O cartucho alemão vazio foi carimbado em 1937, fabricado pela Finower Industrie GmbH, na Alemanha. A outra foi carimbada em 1918, pela George Kynoch Ltd., uma fábrica de munições em Birmingham, Inglaterra.

Ambos os tiros foram disparados, com um leve amassado em suas escorvas marcando onde o pino de disparo do ferrolho atingiu o alvo. Não está claro quando exatamente as duas cápsulas rebeldes terminaram no campo da Sra. Huk, mas pode-se dizer com alguma certeza que sua primeira chegada teria ocorrido durante a Segunda Batalha de Kharkiv, em 1942.

Na primavera daquele ano, as forças alemãs contra-atacaram em torno de Izium e da cidade de Kharkiv, a noroeste. As forças soviéticas e alemãs dispostas uma contra a outra, apenas numa parte da extensa frente oriental da Segunda Guerra Mundial, envolveram centenas de milhares de homens a mais do que os exércitos ucraniano e russo que lutam hoje. A batalha de aproximadamente duas semanas resultou em cerca de 300.000 baixas de ambos os lados e em uma derrota soviética esmagadora.

“Se você pegasse um detector de metais e corresse ao longo da margem sul do rio Donets, acabaria com tudo, desde placas de identificação alemãs até peças de equipamento, porque a maior parte foi deixada onde estava”, disse Glantz.

Mas a relevância da Segunda Guerra Mundial não está apenas enterrada no solo da Ucrânia, mas também serve como uma corrente subjacente à actual invasão da Rússia.

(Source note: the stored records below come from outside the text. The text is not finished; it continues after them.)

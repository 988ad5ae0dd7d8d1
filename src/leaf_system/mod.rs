//! `ClientLeafSystem`: the public surface gluing every piece together --
//! handle allocation, dirty tracking and re-insertion, shadow propagation,
//! and per-view render-list assembly.
//!
//! Grounded on `CClientLeafSystem` itself. Submodules carry the piecewise
//! grounding for each concern; this file is the wiring the original keeps
//! in one 2500-line translation unit, split here along the same method
//! boundaries.

pub mod bounds;
pub mod dirty;
pub mod leaf;
pub mod render_list;
pub mod renderable;
pub mod shadow;
pub mod shadow_propagation;
pub mod tree;

use crate::bidir_set::BidirectionalSet;
use crate::config::LeafSystemConfig;
use crate::error::{LeafSystemError, LeafSystemErrorKind};
use crate::external::{BspQuery, DetailObjectSystem, EngineQueries, RenderableCaps, ShadowManager};
use crate::handle::{HandleTable, RenderHandle, ShadowHandle};
use cgmath::Vector3;
use crossbeam_queue::SegQueue;
use dirty::DirtyQueue;
use leaf::LeafRecord;
use parking_lot::Mutex;
use rayon::prelude::*;
use renderable::{RenderFlags, RenderGroup, RenderGroupRequest, RenderableInfo};
use shadow::{ShadowFlags, ShadowInfo};
use std::sync::Arc;
use tree::DeferredInsert;

pub use render_list::{CEntry, RenderLists, SetupRenderInfo};

/// Mask of the shadow-flag bits that matter to
/// `ShouldReceiveProjectedTextures`: a receiver is asked about shadows and
/// flashlights identically, so both bits are always passed together.
const SHADOW_TYPE_MASK: u32 = ShadowFlags::SHADOW.bits() | ShadowFlags::FLASHLIGHT.bits();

Uma razão frequentemente citada que o Presidente Vladimir V, Putin da Rússia, deu para lançar a sua invasão ilegal foi “desnazificar” a Ucrânia. Ele alegou falsamente que o país foi invadido pelo mesmo tipo de adversários: milhões de soldados soviéticos morreram lutando durante a Segunda Guerra Mundial, ou o que os russos chamam de Grande Guerra Patriótica.

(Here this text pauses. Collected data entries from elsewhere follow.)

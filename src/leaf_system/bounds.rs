//! Tight-bounds bloating and the growing-object hysteresis rule.
//!
//! Grounded on `CalcRenderableWorldSpaceAABB_Bloated` in the original: the
//! grid-quantisation step and the `MinShrinkVolume`/`2*vol(new) >= vol(U)`
//! hysteresis test for `BloatBounds`-flagged renderables (particle systems).

use cgmath::Vector3;

fn volume(min: Vector3<f32>, max: Vector3<f32>) -> f32 {
    let d = max - min;
    (d.x.max(0.0) * d.y.max(0.0) * d.z.max(0.0)).max(0.0)
}

fn union(a_min: Vector3<f32>, a_max: Vector3<f32>, b_min: Vector3<f32>, b_max: Vector3<f32>) -> (Vector3<f32>, Vector3<f32>) {
    (
        Vector3::new(a_min.x.min(b_min.x), a_min.y.min(b_min.y), a_min.z.min(b_min.z)),
        Vector3::new(a_max.x.max(b_max.x), a_max.y.max(b_max.y), a_max.z.max(b_max.z)),
    )
}

/// Quantise tight bounds outward to the `granularity` grid: `min` rounds
/// down, `max` rounds up. Small jitter inside one grid cell never re-enters
/// the tree.
pub fn quantize(min: Vector3<f32>, max: Vector3<f32>, granularity: f32) -> (Vector3<f32>, Vector3<f32>) {
    let floor_to_grid = |v: f32| (v / granularity).floor() * granularity;
    let ceil_to_grid = |v: f32| (v / granularity).ceil() * granularity;
    (
        Vector3::new(floor_to_grid(min.x), floor_to_grid(min.y), floor_to_grid(min.z)),
        Vector3::new(ceil_to_grid(max.x), ceil_to_grid(max.y), ceil_to_grid(max.z)),
    )
}

/// Apply the growing-object hysteresis rule for `BloatBounds`-flagged
/// renderables: prefer the union of current and new bloated bounds when it's
/// small or when the new bounds make up at least half the union (still
/// growing); otherwise the object shrank materially and we re-tighten to the
/// new bounds.
pub fn apply_hysteresis(
    current: (Vector3<f32>, Vector3<f32>),
    new: (Vector3<f32>, Vector3<f32>),
    min_shrink_volume: f32,
) -> (Vector3<f32>, Vector3<f32>) {
    let (u_min, u_max) = union(current.0, current.1, new.0, new.1);
    let vol_u = volume(u_min, u_max);
    let vol_new = volume(new.0, new.1);

    if vol_u <= min_shrink_volume || 2.0 * vol_new >= vol_u {
        (u_min, u_max)
    } else {
        new
    }
}

/// Compute the bloated bounds that should be stored and registered in the
/// leaf index, given freshly computed tight bounds and the renderable's
/// previously-registered bloated bounds (if any).
pub fn compute_bloated_bounds(
    tight_min: Vector3<f32>,
    tight_max: Vector3<f32>,
    previous_bloated: Option<(Vector3<f32>, Vector3<f32>)>,
    growing_object_hysteresis: bool,
    granularity: f32,
    min_shrink_volume: f32,
) -> (Vector3<f32>, Vector3<f32>) {
    let quantized = quantize(tight_min, tight_max, granularity);
    match (growing_object_hysteresis, previous_bloated) {
        (true, Some(prev)) => apply_hysteresis(prev, quantized, min_shrink_volume),
        _ => quantized,
    }
}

Em 1941, a Alemanha nazista invadiu a União Soviética, da qual a Ucrânia fazia parte, depois que um pacto entre os soviéticos e os alemães ruiu quando a Alemanha lançou um ataque surpresa. Mas alguns ucranianos também lutaram contra os soviéticos, deixando uma história complicada de alianças e lembranças que aparecem frequentemente na linha da frente da guerra actual sob a forma de símbolos e emblemas.

A cerca de cem metros do campo da Sra. Huk, encravado em uma estrada de terra que levava ao centro de Kamianka, havia outra coleção de cartuchos. Os cartuchos vazios ainda estavam visíveis, mas a caminho de serem enterrados para a próxima geração. Provavelmente foram deixados no ano passado pelos russos em retirada, que ocuparam Kamianka durante cerca de seis meses.

Um cartucho vazio removido do conjunto de balas gastas foi carimbado em 1987 na fábrica de cartuchos de Novosibirsk, na Rússia. Munições de rifle montadas em Novosibirsk apareceram em Líbia, Síria e Afeganistão nos últimos 20 anos, uma referência aos níveis das armas ligeiras soviéticas que proliferaram após a Guerra Fria.

Mas os russos tinham deixado para trás muito mais em Kamianka do que apenas munições gastas. Assassinaram muitos dos cães das aldeias, empilhando os seus cadáveres junto ao rio, perto da casa da Sra. Huk. Eles enterraram projéteis de artilharia que os militares ucranianos encontraram e levaram embora. Mas o artefato mais abundante que deixaram para trás foram as caixas de munição verde-escuras vazias que carregavam de tudo, desde foguetes a morteiros e projéteis de artilharia.

Havia tantas caixas que o filho da Sra. Huk rasgou várias e as usou para fazer para sua mãe um chuveiro ao ar livre ao lado dos destroços de sua casa.

Natália Yermak e Yurii Shyvala relatórios contribuídos.